The Multi-Level Approach¶
This document describes the purpose and functionality of multi-level data modeling in the context of S3Model. There are other multi-level modeling approaches that allow for extensions to the core (reference) models. However, that approach immediately creates data models that are not interoperable.
One example is the US Government sponsored National Information Exchange Model (NIEM).
Overview¶
The concept of a reference model (RM) is the foundation of the multi-level approach.
The general definition of a reference model is an abstract framework or domain-specific ontology consisting of an interlinked set of clearly defined concepts produced by an expert or body of experts to encourage clear communication.
In the context of S3Model, the specifications describe the abstract concepts that are then implemented in the reference implementation as an XML Schema. A higher level ontology expressed in OWL is also included that links and defines the various S3Model specific terms from the Abstract Model.
A S3Model Data Model (DM) is built based upon constraints placed on reference model components. In S3Model, we provide a reference model that is generalized, is not domain-specific, and derived data models can only use restriction. No extensions are allowed in S3Model. If the user finds it impossible to create a needed model using the Model Components in the reference model then please file an issue here.
The components defined in the reference model are necessary and sufficient. This definition then makes the reference model the foundation of a data validation chain.

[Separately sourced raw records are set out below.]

use crate::point::GeoPoint;
use geo::Rect;
use serde::{Deserialize, Serialize};

/// A geographic bounding box given by its south-west and north-east corners.
///
/// This is the shape map clients send when asking for the clusters in view.
#[derive(Debug, Clone, Copy, PartialEq, Serialize, Deserialize)]
pub struct GeoBounds {
    /// South-west corner (minimum latitude and longitude)
    pub sw: GeoPoint,
    /// North-east corner (maximum latitude and longitude)
    pub ne: GeoPoint,
}

impl GeoBounds {
    /// Create a bounding box from its corners.
    ///
    /// # Examples
    ///
    /// ```
    /// use quadcluster_types::bbox::GeoBounds;
    /// use quadcluster_types::point::GeoPoint;
    ///
    /// let bounds = GeoBounds::new(GeoPoint::new(40.7, -74.0), GeoPoint::new(40.8, -73.9));
    /// assert!((bounds.height() - 0.1).abs() < 1e-9);
    /// ```
    pub const fn new(sw: GeoPoint, ne: GeoPoint) -> Self {
        Self { sw, ne }
    }

    /// Bounding box covering the whole Web Mercator world.
    pub fn world(max_latitude: f64) -> Self {
        Self::new(
            GeoPoint::new(-max_latitude, -180.0),
            GeoPoint::new(max_latitude, 180.0),
        )
    }

    /// Create a bounding box from a `geo::Rect` (x = longitude, y = latitude).
    pub fn from_rect(rect: Rect) -> Self {
        Self::new(
            GeoPoint::new(rect.min().y, rect.min().x),
            GeoPoint::new(rect.max().y, rect.max().x),
        )
    }

    /// Convert to a `geo::Rect`.
    pub fn to_rect(&self) -> Rect {
        Rect::new(
            geo::coord! { x: self.sw.longitude, y: self.sw.latitude },
            geo::coord! { x: self.ne.longitude, y: self.ne.latitude },
        )
    }

    /// Arithmetic midpoint of the two corners.
    pub fn center(&self) -> GeoPoint {
        GeoPoint::new(
            (self.sw.latitude + self.ne.latitude) / 2.0,
            (self.sw.longitude + self.ne.longitude) / 2.0,
        )
    }

    /// Longitude span in degrees.
    pub fn width(&self) -> f64 {
        self.ne.longitude - self.sw.longitude
    }

    /// Latitude span in degrees.
    pub fn height(&self) -> f64 {
        self.ne.latitude - self.sw.latitude
    }

    /// Check if a point lies inside the box or on its edge.
    pub fn contains(&self, point: &GeoPoint) -> bool {
        point.latitude >= self.sw.latitude
            && point.latitude <= self.ne.latitude
            && point.longitude >= self.sw.longitude
            && point.longitude <= self.ne.longitude
    }

    /// Check if a point lies strictly inside the box.
    ///
    /// Points on an edge do not qualify; this matches how stored locations
    /// are selected for a map viewport.
    pub fn contains_strict(&self, point: &GeoPoint) -> bool {
        point.latitude > self.sw.latitude
            && point.latitude < self.ne.latitude
            && point.longitude > self.sw.longitude
            && point.longitude < self.ne.longitude
    }

    /// Check if another box lies completely inside this one, allowing
    /// `tolerance` degrees of floating point slack on each edge.
    pub fn encloses(&self, other: &GeoBounds, tolerance: f64) -> bool {
        other.sw.latitude >= self.sw.latitude - tolerance
            && other.sw.longitude >= self.sw.longitude - tolerance
            && other.ne.latitude <= self.ne.latitude + tolerance
            && other.ne.longitude <= self.ne.longitude + tolerance
    }
}
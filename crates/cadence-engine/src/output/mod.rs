//! Display outputs.
//!
//! Each output tracks its advertised video modes; the current mode's refresh rate is the
//! fallback period when presentation feedback does not report one.

mod model;
mod registry;

pub use model::{ModeFlags, OutputId, OutputModel, Transform, VideoMode};
pub use registry::{link_refresh_period, OutputHandle, OutputLink, OutputRegistry};
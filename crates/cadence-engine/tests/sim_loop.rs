//! End-to-end runs of the event loop against the simulated compositor.

use cadence_engine::output::OutputId;
use cadence_engine::pacing::{Pacer, PacerConfig, SubmissionId};
use cadence_engine::protocol::{
    ClockSource, Event, FeedbackEvent, FrameEvent, Interface, OutputEvent, PresentFlags, RegistryEvent,
    SurfaceEvent, WindowId,
};
use cadence_engine::runtime::{run_loop, CancelToken, Connection, LoopExit};
use cadence_engine::sim::{SimCompositor, SimConfig};
use cadence_engine::time::{ClockId, ManualClock, Timestamp};
use cadence_engine::PacingError;
use proptest::prelude::*;

const PERIOD_60HZ: u64 = 16_666_666;

fn connect(config: SimConfig) -> (SimCompositor, Pacer<ManualClock>, WindowId) {
    let mut sim = SimCompositor::new(config);
    let clock = sim.clock();
    let mut pacer = Pacer::connect(&mut sim, clock, PacerConfig::default()).unwrap();
    let window = pacer.create_window(&mut sim).unwrap();
    (sim, pacer, window)
}

fn run(config: SimConfig) -> (SimCompositor, Pacer<ManualClock>, WindowId, LoopExit) {
    let (mut sim, mut pacer, window) = connect(config);
    let exit = run_loop(&mut pacer, &mut sim, &CancelToken::new()).unwrap();
    (sim, pacer, window, exit)
}

/// Target of the single submission left in flight once the compositor went quiet.
fn last_target(pacer: &Pacer<ManualClock>, window: WindowId) -> u64 {
    let state = pacer.window(window).unwrap();
    assert_eq!(state.in_flight(), 1);
    state.submissions().next().unwrap().target_time()
}

fn first_submission(pacer: &Pacer<ManualClock>, window: WindowId) -> SubmissionId {
    pacer.window(window).unwrap().submissions().next().unwrap().id()
}

#[test]
fn presented_frames_aim_one_period_after_presentation() {
    let (sim, pacer, w, exit) = run(SimConfig {
        max_frames: Some(10),
        ..SimConfig::default()
    });

    assert_eq!(exit, LoopExit::Hangup);
    assert_eq!(pacer.source(), ClockSource::Presentation(ClockId::MONOTONIC));

    let stats = sim.stats();
    assert_eq!(stats.presented, 10);
    assert_eq!(stats.commits, 11);
    assert_eq!(stats.discarded, 0);

    // The clock stopped at the last vblank, which is when the tenth frame was presented.
    let presented = pacer.clock().value_now().unwrap();
    assert_eq!(last_target(&pacer, w), presented + PERIOD_60HZ);
    assert_eq!(pacer.window(w).unwrap().scheduler().overwritten(), 0);
    assert!(pacer.warnings().warned_flags().is_empty());
}

#[test]
fn missing_refresh_falls_back_to_the_sync_output_mode() {
    let (_, pacer, w, _) = run(SimConfig {
        refresh_mhz: 120_000,
        report_refresh: false,
        max_frames: Some(1),
        ..SimConfig::default()
    });

    let presented = pacer.clock().value_now().unwrap();
    assert_eq!(last_target(&pacer, w), presented + 8_333_333);
}

#[test]
fn frame_ready_only_aims_one_and_a_half_periods_out() {
    let (sim, pacer, w, exit) = run(SimConfig {
        presentation: false,
        max_frames: Some(1),
        ..SimConfig::default()
    });

    assert_eq!(exit, LoopExit::Hangup);
    assert_eq!(pacer.source(), ClockSource::FrameCallback);
    assert_eq!(sim.stats().presented, 0);

    let ready = pacer.clock().value_now().unwrap();
    assert_eq!(last_target(&pacer, w), ready + PERIOD_60HZ * 3 / 2);
}

#[test]
fn unannounced_clock_still_paces() {
    let (sim, pacer, _, exit) = run(SimConfig {
        send_clock_id: false,
        max_frames: Some(3),
        ..SimConfig::default()
    });

    assert_eq!(exit, LoopExit::Hangup);
    assert_eq!(pacer.source(), ClockSource::Unannounced);
    assert_eq!(sim.stats().presented, 3);
}

#[test]
fn discards_and_weak_flags_are_counted() {
    let (sim, pacer, _, exit) = run(SimConfig {
        discard_every: 2,
        max_frames: Some(6),
        flags: PresentFlags::VSYNC,
        ..SimConfig::default()
    });

    assert_eq!(exit, LoopExit::Hangup);
    assert_eq!(sim.stats().discarded, 3);
    assert_eq!(sim.stats().presented, 3);
    assert_eq!(pacer.warnings().discarded(), 3);

    let warned = pacer.warnings().warned_flags();
    assert!(warned.contains(PresentFlags::HW_CLOCK));
    assert!(warned.contains(PresentFlags::HW_COMPLETION));
    assert!(!warned.contains(PresentFlags::VSYNC));
}

#[test]
fn full_write_buffer_only_delays_requests() {
    let (sim, _, _, exit) = run(SimConfig {
        write_capacity: 1,
        max_frames: Some(5),
        ..SimConfig::default()
    });

    assert_eq!(exit, LoopExit::Hangup);
    assert!(sim.stats().blocked_flushes > 0);
    assert_eq!(sim.stats().presented, 5);
}

#[test]
fn cancellation_stops_with_no_read_prepared() {
    let (mut sim, mut pacer, _) = connect(SimConfig::default());
    let cancel = CancelToken::new();
    sim.cancel_on_commit(3, cancel.clone());

    let exit = run_loop(&mut pacer, &mut sim, &cancel).unwrap();

    assert_eq!(exit, LoopExit::Cancelled);
    assert!(!sim.read_prepared());
    assert_eq!(sim.stats().commits, 3);
}

#[test]
fn cancelled_before_start_does_nothing() {
    let (mut sim, mut pacer, w) = connect(SimConfig::default());
    let cancel = CancelToken::new();
    cancel.cancel();

    assert_eq!(run_loop(&mut pacer, &mut sim, &cancel).unwrap(), LoopExit::Cancelled);
    assert_eq!(sim.stats().commits, 0);
    assert!(pacer.window(w).unwrap().scheduler().pending().is_some());
}

#[test]
fn destroying_a_window_releases_everything_in_flight() {
    // The compositor never answers, so nothing resolves.
    let (mut sim, mut pacer, w) = connect(SimConfig {
        max_frames: Some(0),
        ..SimConfig::default()
    });

    pacer.idle_pass(&mut sim).unwrap();
    for target in [1_000, 2_000] {
        pacer.schedule(w, target).unwrap();
        pacer.idle_pass(&mut sim).unwrap();
    }
    assert_eq!(pacer.window(w).unwrap().in_flight(), 3);

    assert_eq!(pacer.destroy_window(w, &mut sim).unwrap(), 3);
    sim.flush().unwrap();

    assert_eq!(sim.stats().released, 3);
    assert_eq!(sim.stats().commits, 3);
    assert!(pacer.window(w).is_none());
    assert!(!pacer.has_pending_redraw());
}

#[test]
fn double_schedule_overwrites_once() {
    let (mut sim, mut pacer, w) = connect(SimConfig::default());
    pacer.idle_pass(&mut sim).unwrap();

    assert_eq!(pacer.schedule(w, 5_000).unwrap(), None);
    assert_eq!(pacer.schedule(w, 7_000).unwrap(), Some(5_000));

    let state = pacer.window(w).unwrap();
    assert_eq!(state.scheduler().overwritten(), 1);
    assert_eq!(state.scheduler().pending(), Some(7_000));
}

#[test]
fn first_sync_output_wins() {
    let (mut sim, mut pacer, w) = connect(SimConfig {
        outputs: 2,
        ..SimConfig::default()
    });
    pacer.idle_pass(&mut sim).unwrap();
    let s = first_submission(&pacer, w);
    let clock = sim.clock();
    clock.advance(16_000_000);

    pacer
        .handle(Event::Frame {
            window: w,
            submission: s,
            event: FrameEvent::Done { callback_data: 0 },
        })
        .unwrap();
    for output in [OutputId(11), OutputId(10)] {
        pacer
            .handle(Event::Feedback {
                window: w,
                submission: s,
                event: FeedbackEvent::SyncOutput(output),
            })
            .unwrap();
    }

    let sync = pacer.window(w).unwrap().submissions().next().unwrap().sync_output().cloned();
    assert_eq!(sync.unwrap().upgrade().unwrap().borrow().id(), OutputId(11));

    // No measured period: the sync output's mode decides.
    let presented = FeedbackEvent::presented(clock.now(), 0, 1, PresentFlags::VSYNC);
    pacer
        .handle(Event::Feedback {
            window: w,
            submission: s,
            event: presented,
        })
        .unwrap();
    assert_eq!(
        pacer.window(w).unwrap().scheduler().pending(),
        Some(16_000_000 + PERIOD_60HZ)
    );

    let err = pacer
        .handle(Event::Feedback {
            window: w,
            submission: s,
            event: presented,
        })
        .unwrap_err();
    assert!(err.is_contract_violation());
}

#[test]
fn presentation_before_the_epoch_uses_current_time() {
    let (mut sim, mut pacer, w) = connect(SimConfig::default());
    pacer.idle_pass(&mut sim).unwrap();
    let s = first_submission(&pacer, w);
    sim.clock().advance(4_000_000);

    for event in [
        Event::Frame {
            window: w,
            submission: s,
            event: FrameEvent::Done { callback_data: 0 },
        },
        Event::Feedback {
            window: w,
            submission: s,
            event: FeedbackEvent::presented(Timestamp::new(10, 0), 16_666_666, 1, PresentFlags::VSYNC),
        },
    ] {
        pacer.handle(event).unwrap();
    }

    assert_eq!(
        pacer.window(w).unwrap().scheduler().pending(),
        Some(4_000_000 + PERIOD_60HZ)
    );
}

#[test]
fn feedback_before_frame_ready_is_rejected() {
    let (mut sim, mut pacer, w) = connect(SimConfig::default());
    pacer.idle_pass(&mut sim).unwrap();
    let s = first_submission(&pacer, w);

    let err = pacer
        .handle(Event::Feedback {
            window: w,
            submission: s,
            event: FeedbackEvent::Discarded,
        })
        .unwrap_err();
    assert!(matches!(err, PacingError::Protocol(_)));
}

#[test]
fn unplugged_sync_output_falls_back_to_a_live_output() {
    let (mut sim, mut pacer, w) = connect(SimConfig {
        outputs: 2,
        report_refresh: false,
        max_frames: Some(3),
        ..SimConfig::default()
    });
    // Frames keep syncing to output 11 after the registry dropped it.
    sim.remove_output(OutputId(11));

    let exit = run_loop(&mut pacer, &mut sim, &CancelToken::new()).unwrap();

    assert_eq!(exit, LoopExit::Hangup);
    assert_eq!(pacer.globals().outputs().len(), 1);
    assert!(pacer.window(w).unwrap().overlapped_outputs().is_empty());

    let presented = pacer.clock().value_now().unwrap();
    assert_eq!(last_target(&pacer, w), presented + PERIOD_60HZ);
}

#[test]
fn late_output_events_after_unplug_are_ignored() {
    let (mut sim, mut pacer, _) = connect(SimConfig {
        outputs: 2,
        max_frames: Some(2),
        ..SimConfig::default()
    });
    sim.remove_output(OutputId(10));
    sim.inject(Event::Output {
        output: OutputId(10),
        event: OutputEvent::Done,
    });

    let exit = run_loop(&mut pacer, &mut sim, &CancelToken::new()).unwrap();

    assert_eq!(exit, LoopExit::Hangup);
    assert_eq!(sim.stats().presented, 2);
    assert!(pacer.globals().outputs().get(OutputId(10)).is_none());
}

#[test]
fn output_readvertised_under_the_same_name_can_be_entered_again() {
    let (_, mut pacer, w) = connect(SimConfig::default());
    let enter = Event::Surface {
        window: w,
        event: SurfaceEvent::Enter(OutputId(10)),
    };

    pacer.handle(enter.clone()).unwrap();
    pacer
        .handle(Event::Registry(RegistryEvent::GlobalRemove { name: 10 }))
        .unwrap();
    assert!(pacer.window(w).unwrap().overlapped_outputs().is_empty());

    pacer
        .handle(Event::Registry(RegistryEvent::Global {
            name: 10,
            interface: Interface::Output.name().to_string(),
            version: 2,
        }))
        .unwrap();
    pacer.handle(enter).unwrap();
    assert_eq!(pacer.window(w).unwrap().overlapped_outputs(), vec![OutputId(10)]);
}

#[test]
fn shutdown_leaves_no_outputs_referenced() {
    let (mut sim, mut pacer, w, _) = run(SimConfig {
        max_frames: Some(2),
        ..SimConfig::default()
    });

    assert_eq!(pacer.shutdown(&mut sim).unwrap(), 0);
    sim.flush().unwrap();
    assert!(pacer.window(w).is_none());
    assert_eq!(sim.stats().released, 1);
}

proptest! {
    #![proptest_config(ProptestConfig::with_cases(32))]

    #[test]
    fn steady_cadence_tracks_any_refresh_rate(refresh_mhz in 30_000i32..=240_000, frames in 1u64..8) {
        let (sim, pacer, w, exit) = run(SimConfig {
            refresh_mhz,
            max_frames: Some(frames),
            ..SimConfig::default()
        });

        prop_assert_eq!(exit, LoopExit::Hangup);
        prop_assert_eq!(sim.stats().presented, frames);

        let state = pacer.window(w).unwrap();
        prop_assert_eq!(state.scheduler().overwritten(), 0);
        let presented = pacer.clock().value_now().unwrap();
        prop_assert_eq!(
            state.submissions().next().unwrap().target_time(),
            presented + sim.period_ns()
        );
    }
}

Of course, necessary and sufficient is a very bold claim. Therefore S3Model is also built around never needing to migrate data from one version of the reference model to another. This safety net is central to the value proposition of building an information infrastructure based on the S3Model concepts. Simply put, even if there are future reference model versions, your data and your applications will only need to be changed if and when you choose.
Even then, you can use multiple versions of the XML Schema RM at one time due to the flexability of the XML ecosystem.
The Core¶
The base of the S3Model ecosystem is a small ontology that provides naming for the component types in models and data. The primary use of this ontology is in linked data processing such as in RDF Graphs.
The base of the S3Model validation chain is the Reference Model (RM). The specifications provide guidelines for conformance. Though the reference implementation is in XML Schema format, any chosen programming language may be used for development in real-world applications. Because of the ubiquity of XML tools from small businesses to global enterprises, the share-ability factor centers on XML Schema along with XML or JSON data instances.
Tools that automatically generate the reference model classes from the XML Schema are available from S3Model. This approach is the basis for more extensive S3Model compliant applications research.
The next level of the S3Model hierarchy is the Data Model (DM). The DM is a set of constraints against the RM that reduce the valid data options to a point where they can represent a specific buisiness or industry concept. The DM is shareable as an XML Schema file that uses the RM complex types as base types. This approach is conceptually equivalent to inheritance in object-oriented applications.
Key to Interoperability¶
Since a DM (by definition) can only narrow the constraints of the RM, then any data instance that is compliant with a DM is also compliant in any software application that implements the RM or is designed to validate against the RM.
Even if the DM is not available, an application can know how to display and analyze specific information from a data instance. For example, if a receiving application does not have a DM for a given data instance, it can still discern the Data Model ID (DM-ID) and RM version from the element name and attributes of the root element. It may or may not retrieve the DM from the xsi:schemaLocation attribute. If not, it can infer, based on the reference model version, information about the data by using the names of elements nested within an element with the prefix ms-. This information is available because these element names are unique to certain RM complexTypes. For example, if there is an element named xdcount-value, then that data is from an XdCountType, and the semantic name (label) is in the preceding element.
The reverse also works to make queries very generalizable. The user can search for a string in the element; the user will always know that the parent is the component’s unique id defined in one or more S3Model data models.
Reusability¶
The individual model components (complexTypes in XML Schema) are reusable across data models.
Using tools like the S3Model Tool Suite makes this easy to do. As a simple example, a model component is created and stored in the S3Model Tool Suite database for the values and constraints on US Social Security Numbers. Any data model that requires a US Social Security Number (SSN) can reuse this component and these identifiers are consistent across all data instances. When stored as a graph, the relationship for all SSNs across all data models is consistent and are easily linked.
Summary¶
This page has been a very high-level introduction to S3Model. A slighlty more technical overview can be found in the Reference Model chapter of this User Guide.
For further details and implementation information it is important to refer to the Reference Model Specifications and the Reference implementation technical documentation.